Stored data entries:
☆ ☆ ☆ ☆
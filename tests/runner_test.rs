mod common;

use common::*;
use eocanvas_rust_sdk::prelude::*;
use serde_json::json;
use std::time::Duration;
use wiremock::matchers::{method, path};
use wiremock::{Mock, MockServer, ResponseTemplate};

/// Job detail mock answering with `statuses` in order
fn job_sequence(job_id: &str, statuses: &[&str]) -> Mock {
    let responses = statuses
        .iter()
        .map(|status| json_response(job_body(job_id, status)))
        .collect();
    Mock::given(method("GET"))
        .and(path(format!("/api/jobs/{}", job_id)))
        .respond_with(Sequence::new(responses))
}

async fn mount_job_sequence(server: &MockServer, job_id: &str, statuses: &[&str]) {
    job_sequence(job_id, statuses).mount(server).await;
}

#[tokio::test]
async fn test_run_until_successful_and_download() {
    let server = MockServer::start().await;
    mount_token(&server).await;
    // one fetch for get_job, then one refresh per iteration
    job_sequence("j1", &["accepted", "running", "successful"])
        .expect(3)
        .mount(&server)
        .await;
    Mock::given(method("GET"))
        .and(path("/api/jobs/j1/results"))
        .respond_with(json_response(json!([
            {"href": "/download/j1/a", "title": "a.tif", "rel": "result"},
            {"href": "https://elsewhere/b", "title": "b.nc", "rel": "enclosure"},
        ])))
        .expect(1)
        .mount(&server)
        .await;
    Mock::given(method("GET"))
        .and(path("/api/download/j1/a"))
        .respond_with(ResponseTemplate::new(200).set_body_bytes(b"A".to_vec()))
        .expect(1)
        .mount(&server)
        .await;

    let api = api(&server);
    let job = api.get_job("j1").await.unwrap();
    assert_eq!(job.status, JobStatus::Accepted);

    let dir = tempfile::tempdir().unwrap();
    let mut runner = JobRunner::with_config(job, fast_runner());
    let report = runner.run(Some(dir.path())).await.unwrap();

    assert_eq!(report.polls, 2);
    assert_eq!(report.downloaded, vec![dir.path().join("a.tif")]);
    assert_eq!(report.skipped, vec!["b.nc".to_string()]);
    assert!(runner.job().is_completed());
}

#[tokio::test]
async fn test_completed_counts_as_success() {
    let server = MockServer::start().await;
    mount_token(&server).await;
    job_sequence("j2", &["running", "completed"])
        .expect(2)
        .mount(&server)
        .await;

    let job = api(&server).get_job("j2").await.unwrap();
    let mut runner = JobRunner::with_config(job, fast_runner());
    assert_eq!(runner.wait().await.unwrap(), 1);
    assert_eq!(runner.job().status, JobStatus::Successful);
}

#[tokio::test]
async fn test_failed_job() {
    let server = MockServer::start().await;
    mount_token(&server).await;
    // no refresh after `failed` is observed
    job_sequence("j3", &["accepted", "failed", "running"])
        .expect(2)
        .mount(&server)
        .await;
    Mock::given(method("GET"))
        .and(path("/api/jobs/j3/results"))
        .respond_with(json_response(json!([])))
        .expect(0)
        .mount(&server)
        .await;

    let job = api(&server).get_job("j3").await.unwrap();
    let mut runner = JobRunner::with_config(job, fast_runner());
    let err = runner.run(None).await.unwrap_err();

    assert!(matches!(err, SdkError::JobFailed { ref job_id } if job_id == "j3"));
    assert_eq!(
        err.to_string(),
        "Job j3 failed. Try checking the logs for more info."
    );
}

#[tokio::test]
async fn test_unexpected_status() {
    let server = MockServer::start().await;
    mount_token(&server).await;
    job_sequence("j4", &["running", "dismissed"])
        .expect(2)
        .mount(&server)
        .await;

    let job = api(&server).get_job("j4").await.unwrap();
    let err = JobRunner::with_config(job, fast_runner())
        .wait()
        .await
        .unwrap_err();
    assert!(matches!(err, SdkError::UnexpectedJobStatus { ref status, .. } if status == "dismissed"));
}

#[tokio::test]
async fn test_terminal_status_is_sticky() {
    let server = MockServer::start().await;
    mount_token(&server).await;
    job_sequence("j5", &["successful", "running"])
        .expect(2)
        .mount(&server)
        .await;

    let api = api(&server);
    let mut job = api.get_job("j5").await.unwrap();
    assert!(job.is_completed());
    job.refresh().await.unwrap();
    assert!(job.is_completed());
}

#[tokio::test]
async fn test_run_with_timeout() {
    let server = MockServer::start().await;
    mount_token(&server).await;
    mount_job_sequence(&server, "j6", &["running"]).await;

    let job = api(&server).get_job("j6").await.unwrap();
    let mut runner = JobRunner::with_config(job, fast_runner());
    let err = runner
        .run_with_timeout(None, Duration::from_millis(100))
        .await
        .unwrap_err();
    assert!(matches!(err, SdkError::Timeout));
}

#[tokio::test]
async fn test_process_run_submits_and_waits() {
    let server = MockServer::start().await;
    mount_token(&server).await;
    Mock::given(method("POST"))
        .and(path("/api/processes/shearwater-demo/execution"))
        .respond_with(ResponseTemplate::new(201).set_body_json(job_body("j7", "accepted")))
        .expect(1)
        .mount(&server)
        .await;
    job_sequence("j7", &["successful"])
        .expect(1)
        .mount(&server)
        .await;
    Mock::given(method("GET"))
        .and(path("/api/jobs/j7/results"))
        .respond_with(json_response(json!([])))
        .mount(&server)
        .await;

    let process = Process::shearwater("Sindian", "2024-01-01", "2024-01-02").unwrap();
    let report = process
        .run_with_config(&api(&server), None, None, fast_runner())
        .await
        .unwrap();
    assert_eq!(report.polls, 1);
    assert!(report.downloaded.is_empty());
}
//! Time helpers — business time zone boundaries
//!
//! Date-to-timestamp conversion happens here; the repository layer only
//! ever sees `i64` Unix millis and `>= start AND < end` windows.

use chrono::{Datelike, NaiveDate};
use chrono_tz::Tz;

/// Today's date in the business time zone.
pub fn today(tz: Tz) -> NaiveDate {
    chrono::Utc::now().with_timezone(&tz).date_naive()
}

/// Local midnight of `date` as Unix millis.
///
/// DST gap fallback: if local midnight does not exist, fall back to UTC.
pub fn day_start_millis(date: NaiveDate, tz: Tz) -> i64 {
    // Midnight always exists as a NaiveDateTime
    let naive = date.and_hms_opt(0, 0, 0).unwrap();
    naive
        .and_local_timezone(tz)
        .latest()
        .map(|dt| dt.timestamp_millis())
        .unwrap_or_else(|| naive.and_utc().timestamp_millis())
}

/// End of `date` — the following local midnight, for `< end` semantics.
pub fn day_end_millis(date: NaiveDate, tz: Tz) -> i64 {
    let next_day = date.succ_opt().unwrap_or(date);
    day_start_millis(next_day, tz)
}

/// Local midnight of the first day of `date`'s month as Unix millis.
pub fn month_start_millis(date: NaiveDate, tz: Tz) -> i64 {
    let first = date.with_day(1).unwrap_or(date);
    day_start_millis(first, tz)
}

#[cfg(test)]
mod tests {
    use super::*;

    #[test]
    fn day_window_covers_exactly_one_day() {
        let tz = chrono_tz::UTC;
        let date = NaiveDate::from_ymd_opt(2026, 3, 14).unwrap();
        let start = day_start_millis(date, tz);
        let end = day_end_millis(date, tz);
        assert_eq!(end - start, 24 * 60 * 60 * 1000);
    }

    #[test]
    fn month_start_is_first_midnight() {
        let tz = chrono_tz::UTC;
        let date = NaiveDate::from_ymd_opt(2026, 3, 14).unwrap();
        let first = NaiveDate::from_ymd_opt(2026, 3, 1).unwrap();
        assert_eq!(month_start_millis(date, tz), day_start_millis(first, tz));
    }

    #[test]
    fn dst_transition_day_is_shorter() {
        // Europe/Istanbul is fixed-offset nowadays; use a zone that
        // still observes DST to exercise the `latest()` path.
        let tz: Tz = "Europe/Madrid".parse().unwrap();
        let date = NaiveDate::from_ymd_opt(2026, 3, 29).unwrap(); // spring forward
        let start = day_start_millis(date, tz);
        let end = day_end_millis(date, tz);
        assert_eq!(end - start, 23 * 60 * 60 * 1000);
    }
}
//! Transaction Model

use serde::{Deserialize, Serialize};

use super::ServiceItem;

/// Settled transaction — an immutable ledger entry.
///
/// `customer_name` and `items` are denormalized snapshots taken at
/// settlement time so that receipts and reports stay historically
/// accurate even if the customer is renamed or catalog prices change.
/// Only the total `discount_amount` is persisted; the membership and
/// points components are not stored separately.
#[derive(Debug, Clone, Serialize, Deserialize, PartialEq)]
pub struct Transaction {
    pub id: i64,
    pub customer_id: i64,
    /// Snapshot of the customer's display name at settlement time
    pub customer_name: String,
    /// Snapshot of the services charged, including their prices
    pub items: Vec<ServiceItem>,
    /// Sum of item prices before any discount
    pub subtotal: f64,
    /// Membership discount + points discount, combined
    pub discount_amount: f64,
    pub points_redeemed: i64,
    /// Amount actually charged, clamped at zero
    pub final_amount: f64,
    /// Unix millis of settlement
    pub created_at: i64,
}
☆ ☆ ☆ ☆
## Required action
Taking the line with "let first = NaiveDate::from_ymd_opt(2026, 3, 1).unwrap();" as the first and the line with "the membership and" as the last, retype that stretch of the data above exactly, with no other lines.

## Solved exercise
        let first = NaiveDate::from_ymd_opt(2026, 3, 1).unwrap();
        assert_eq!(month_start_millis(date, tz), day_start_millis(first, tz));
    }

    #[test]
    fn dst_transition_day_is_shorter() {
        // Europe/Istanbul is fixed-offset nowadays; use a zone that
        // still observes DST to exercise the `latest()` path.
        let tz: Tz = "Europe/Madrid".parse().unwrap();
        let date = NaiveDate::from_ymd_opt(2026, 3, 29).unwrap(); // spring forward
        let start = day_start_millis(date, tz);
        let end = day_end_millis(date, tz);
        assert_eq!(end - start, 23 * 60 * 60 * 1000);
    }
}
//! Transaction Model

use serde::{Deserialize, Serialize};

use super::ServiceItem;

/// Settled transaction — an immutable ledger entry.
///
/// `customer_name` and `items` are denormalized snapshots taken at
/// settlement time so that receipts and reports stay historically
/// accurate even if the customer is renamed or catalog prices change.
/// Only the total `discount_amount` is persisted; the membership and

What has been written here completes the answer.